Collected data entries:

_____

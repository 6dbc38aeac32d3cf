//! Record types for the two source tables.

use serde::{Serialize, Serializer};
use std::cmp::Ordering;
use std::fmt;

/// Cluster identifier as it appears in the profile file.
///
/// Ids that parse as numbers are ordered numerically, so `2` sorts before `10`.
#[derive(Debug, Clone, PartialEq, Eq, Hash)]
pub struct ClusterId(String);

impl ClusterId {
    /// Trims the id; integral float spellings such as `2.0` become `2`.
    pub fn new(id: impl Into<String>) -> Self {
        let id = id.into();
        let id = id.trim();
        match id.parse::<f64>() {
            Ok(v) if id.contains('.') && v.fract() == 0.0 && v.abs() < 1e15 => {
                Self((v as i64).to_string())
            }
            _ => Self(id.to_string()),
        }
    }

    pub fn as_str(&self) -> &str {
        &self.0
    }

    fn numeric(&self) -> Option<f64> {
        self.0.parse::<f64>().ok().filter(|v| !v.is_nan())
    }
}

impl Ord for ClusterId {
    fn cmp(&self, other: &Self) -> Ordering {
        match (self.numeric(), other.numeric()) {
            (Some(a), Some(b)) => a
                .partial_cmp(&b)
                .unwrap_or(Ordering::Equal)
                .then_with(|| self.0.cmp(&other.0)),
            (Some(_), None) => Ordering::Less,
            (None, Some(_)) => Ordering::Greater,
            (None, None) => self.0.cmp(&other.0),
        }
    }
}

impl PartialOrd for ClusterId {
    fn partial_cmp(&self, other: &Self) -> Option<Ordering> {
        Some(self.cmp(other))
    }
}

impl fmt::Display for ClusterId {
    fn fmt(&self, f: &mut fmt::Formatter<'_>) -> fmt::Result {
        f.write_str(&self.0)
    }
}

impl From<&str> for ClusterId {
    fn from(id: &str) -> Self {
        Self::new(id)
    }
}

impl From<i64> for ClusterId {
    fn from(id: i64) -> Self {
        Self(id.to_string())
    }
}

impl Serialize for ClusterId {
    fn serialize<S: Serializer>(&self, serializer: S) -> Result<S::Ok, S::Error> {
        serializer.serialize_str(&self.0)
    }
}

/// One executed trade, joined with its account's cluster.
#[derive(Debug, Clone, PartialEq, Serialize)]
pub struct TradeRecord {
    pub account: String,
    pub side: String,
    pub size_usd: f64,
    pub closed_pnl: f64,
    pub win: Option<bool>,
    pub classification: Option<String>,
    pub cluster: Option<ClusterId>,
}

impl TradeRecord {
    /// Build an unjoined trade; `cluster` is filled in by the snapshot join.
    pub fn new(
        account: impl Into<String>,
        side: impl Into<String>,
        size_usd: f64,
        closed_pnl: f64,
        win: Option<bool>,
        classification: Option<&str>,
    ) -> Self {
        Self {
            account: account.into(),
            side: side.into(),
            size_usd,
            closed_pnl,
            win,
            classification: classification.map(str::to_string),
            cluster: None,
        }
    }

    /// `win` as 0/1, or `None` when the cell was empty.
    pub fn win_value(&self) -> Option<f64> {
        self.win.map(|w| if w { 1.0 } else { 0.0 })
    }
}

/// Per-account statistics produced by the upstream clustering job.
#[derive(Debug, Clone, PartialEq, Serialize)]
pub struct TraderProfile {
    pub account: String,
    pub cluster: Option<ClusterId>,
    pub total_trades: f64,
    pub win_rate: f64,
    pub total_pnl: f64,
    /// Every numeric column of the profile file, aligned with
    /// [`ProfileTable::feature_columns`].
    #[serde(skip)]
    pub features: Vec<f64>,
}

impl TraderProfile {
    pub fn new(
        account: impl Into<String>,
        cluster: Option<ClusterId>,
        total_trades: f64,
        win_rate: f64,
        total_pnl: f64,
    ) -> Self {
        Self {
            account: account.into(),
            cluster,
            total_trades,
            win_rate,
            total_pnl,
            features: vec![total_trades, win_rate, total_pnl],
        }
    }
}

/// Joined trade table.
#[derive(Debug, Clone, Default)]
pub struct TradeTable {
    pub rows: Vec<TradeRecord>,
}

impl TradeTable {
    pub fn len(&self) -> usize {
        self.rows.len()
    }

    pub fn is_empty(&self) -> bool {
        self.rows.is_empty()
    }
}

/// Profile table plus the names of its numeric columns.
#[derive(Debug, Clone)]
pub struct ProfileTable {
    pub feature_columns: Vec<String>,
    pub rows: Vec<TraderProfile>,
}

impl ProfileTable {
    /// Columns of profiles built with [`TraderProfile::new`].
    pub const CORE_FEATURES: [&'static str; 3] = ["total_trades", "win_rate", "total_pnl"];

    pub fn new(rows: Vec<TraderProfile>) -> Self {
        Self {
            feature_columns: Self::CORE_FEATURES.iter().map(|c| c.to_string()).collect(),
            rows,
        }
    }

    pub fn len(&self) -> usize {
        self.rows.len()
    }

    pub fn is_empty(&self) -> bool {
        self.rows.is_empty()
    }
}

#[cfg(test)]
mod tests {
    use super::*;

    #[test]
    fn test_cluster_ids_sort_numerically() {
        let mut ids: Vec<ClusterId> = ["10", "2", "0", "x", "1.5"]
            .iter()
            .map(|s| ClusterId::from(*s))
            .collect();
        ids.sort();
        let sorted: Vec<&str> = ids.iter().map(|c| c.as_str()).collect();
        assert_eq!(sorted, vec!["0", "1.5", "2", "10", "x"]);
    }

    #[test]
    fn test_cluster_id_trims_whitespace() {
        assert_eq!(ClusterId::new(" 3 "), ClusterId::from(3));
    }

    #[test]
    fn test_integral_float_ids_match_integer_ids() {
        assert_eq!(ClusterId::new("2.0"), ClusterId::from(2));
        assert_eq!(ClusterId::new("0.0").as_str(), "0");
        assert_eq!(ClusterId::new("1.5").as_str(), "1.5");
        assert_eq!(ClusterId::new("x.0").as_str(), "x.0");
    }

    #[test]
    fn test_win_value() {
        let mut trade = TradeRecord::new("A", "BUY", 10.0, 5.0, Some(true), Some("Fear"));
        assert_eq!(trade.win_value(), Some(1.0));
        trade.win = Some(false);
        assert_eq!(trade.win_value(), Some(0.0));
        trade.win = None;
        assert_eq!(trade.win_value(), None);
    }
}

_____

▶ **REQUIRED ACTION**: Repeat the records above with every character intact.

▶ **REPLY TO THE TASK**:
repository 6dbc38aeac32d3cf
//! Record types for the two source tables.

use serde::{Serialize, Serializer};
use std::cmp::Ordering;
use std::fmt;

/// Cluster identifier as it appears in the profile file.
///
/// Ids that parse as numbers are ordered numerically, so `2` sorts before `10`.
#[derive(Debug, Clone, PartialEq, Eq, Hash)]
pub struct ClusterId(String);

impl ClusterId {
    /// Trims the id; integral float spellings such as `2.0` become `2`.
    pub fn new(id: impl Into<String>) -> Self {
        let id = id.into();
        let id = id.trim();
        match id.parse::<f64>() {
            Ok(v) if id.contains('.') && v.fract() == 0.0 && v.abs() < 1e15 => {
                Self((v as i64).to_string())
            }
            _ => Self(id.to_string()),
        }
    }

    pub fn as_str(&self) -> &str {
        &self.0
    }

    fn numeric(&self) -> Option<f64> {
        self.0.parse::<f64>().ok().filter(|v| !v.is_nan())
    }
}

impl Ord for ClusterId {
    fn cmp(&self, other: &Self) -> Ordering {
        match (self.numeric(), other.numeric()) {
            (Some(a), Some(b)) => a
                .partial_cmp(&b)
                .unwrap_or(Ordering::Equal)
                .then_with(|| self.0.cmp(&other.0)),
            (Some(_), None) => Ordering::Less,
            (None, Some(_)) => Ordering::Greater,
            (None, None) => self.0.cmp(&other.0),
        }
    }
}

impl PartialOrd for ClusterId {
    fn partial_cmp(&self, other: &Self) -> Option<Ordering> {
        Some(self.cmp(other))
    }
}

impl fmt::Display for ClusterId {
    fn fmt(&self, f: &mut fmt::Formatter<'_>) -> fmt::Result {
        f.write_str(&self.0)
    }
}

impl From<&str> for ClusterId {
    fn from(id: &str) -> Self {
        Self::new(id)
    }
}

impl From<i64> for ClusterId {
    fn from(id: i64) -> Self {
        Self(id.to_string())
    }
}

impl Serialize for ClusterId {
    fn serialize<S: Serializer>(&self, serializer: S) -> Result<S::Ok, S::Error> {
        serializer.serialize_str(&self.0)
    }
}

/// One executed trade, joined with its account's cluster.
#[derive(Debug, Clone, PartialEq, Serialize)]
pub struct TradeRecord {
    pub account: String,
    pub side: String,
    pub size_usd: f64,
    pub closed_pnl: f64,
    pub win: Option<bool>,
    pub classification: Option<String>,
    pub cluster: Option<ClusterId>,
}

impl TradeRecord {
    /// Build an unjoined trade; `cluster` is filled in by the snapshot join.
    pub fn new(
        account: impl Into<String>,
        side: impl Into<String>,
        size_usd: f64,
        closed_pnl: f64,
        win: Option<bool>,
        classification: Option<&str>,
    ) -> Self {
        Self {
            account: account.into(),
            side: side.into(),
            size_usd,
            closed_pnl,
            win,
            classification: classification.map(str::to_string),
            cluster: None,
        }
    }

    /// `win` as 0/1, or `None` when the cell was empty.
    pub fn win_value(&self) -> Option<f64> {
        self.win.map(|w| if w { 1.0 } else { 0.0 })
    }
}

/// Per-account statistics produced by the upstream clustering job.
#[derive(Debug, Clone, PartialEq, Serialize)]
pub struct TraderProfile {
    pub account: String,
    pub cluster: Option<ClusterId>,
    pub total_trades: f64,
    pub win_rate: f64,
    pub total_pnl: f64,
    /// Every numeric column of the profile file, aligned with
    /// [`ProfileTable::feature_columns`].
    #[serde(skip)]
    pub features: Vec<f64>,
}

impl TraderProfile {
    pub fn new(
        account: impl Into<String>,
        cluster: Option<ClusterId>,
        total_trades: f64,
        win_rate: f64,
        total_pnl: f64,
    ) -> Self {
        Self {
            account: account.into(),
            cluster,
            total_trades,
            win_rate,
            total_pnl,
            features: vec![total_trades, win_rate, total_pnl],
        }
    }
}

/// Joined trade table.
#[derive(Debug, Clone, Default)]
pub struct TradeTable {
    pub rows: Vec<TradeRecord>,
}

impl TradeTable {
    pub fn len(&self) -> usize {
        self.rows.len()
    }

    pub fn is_empty(&self) -> bool {
        self.rows.is_empty()
    }
}

/// Profile table plus the names of its numeric columns.
#[derive(Debug, Clone)]
pub struct ProfileTable {
    pub feature_columns: Vec<String>,
    pub rows: Vec<TraderProfile>,
}

impl ProfileTable {
    /// Columns of profiles built with [`TraderProfile::new`].
    pub const CORE_FEATURES: [&'static str; 3] = ["total_trades", "win_rate", "total_pnl"];

    pub fn new(rows: Vec<TraderProfile>) -> Self {
        Self {
            feature_columns: Self::CORE_FEATURES.iter().map(|c| c.to_string()).collect(),
            rows,
        }
    }

    pub fn len(&self) -> usize {
        self.rows.len()
    }

    pub fn is_empty(&self) -> bool {
        self.rows.is_empty()
    }
}

#[cfg(test)]
mod tests {
    use super::*;

    #[test]
    fn test_cluster_ids_sort_numerically() {
        let mut ids: Vec<ClusterId> = ["10", "2", "0", "x", "1.5"]
            .iter()
            .map(|s| ClusterId::from(*s))
            .collect();
        ids.sort();
        let sorted: Vec<&str> = ids.iter().map(|c| c.as_str()).collect();
        assert_eq!(sorted, vec!["0", "1.5", "2", "10", "x"]);
    }

    #[test]
    fn test_cluster_id_trims_whitespace() {
        assert_eq!(ClusterId::new(" 3 "), ClusterId::from(3));
    }

    #[test]
    fn test_integral_float_ids_match_integer_ids() {
        assert_eq!(ClusterId::new("2.0"), ClusterId::from(2));
        assert_eq!(ClusterId::new("0.0").as_str(), "0");
        assert_eq!(ClusterId::new("1.5").as_str(), "1.5");
        assert_eq!(ClusterId::new("x.0").as_str(), "x.0");
    }

    #[test]
    fn test_win_value() {
        let mut trade = TradeRecord::new("A", "BUY", 10.0, 5.0, Some(true), Some("Fear"));
        assert_eq!(trade.win_value(), Some(1.0));
        trade.win = Some(false);
        assert_eq!(trade.win_value(), Some(0.0));
        trade.win = None;
        assert_eq!(trade.win_value(), None);
    }
}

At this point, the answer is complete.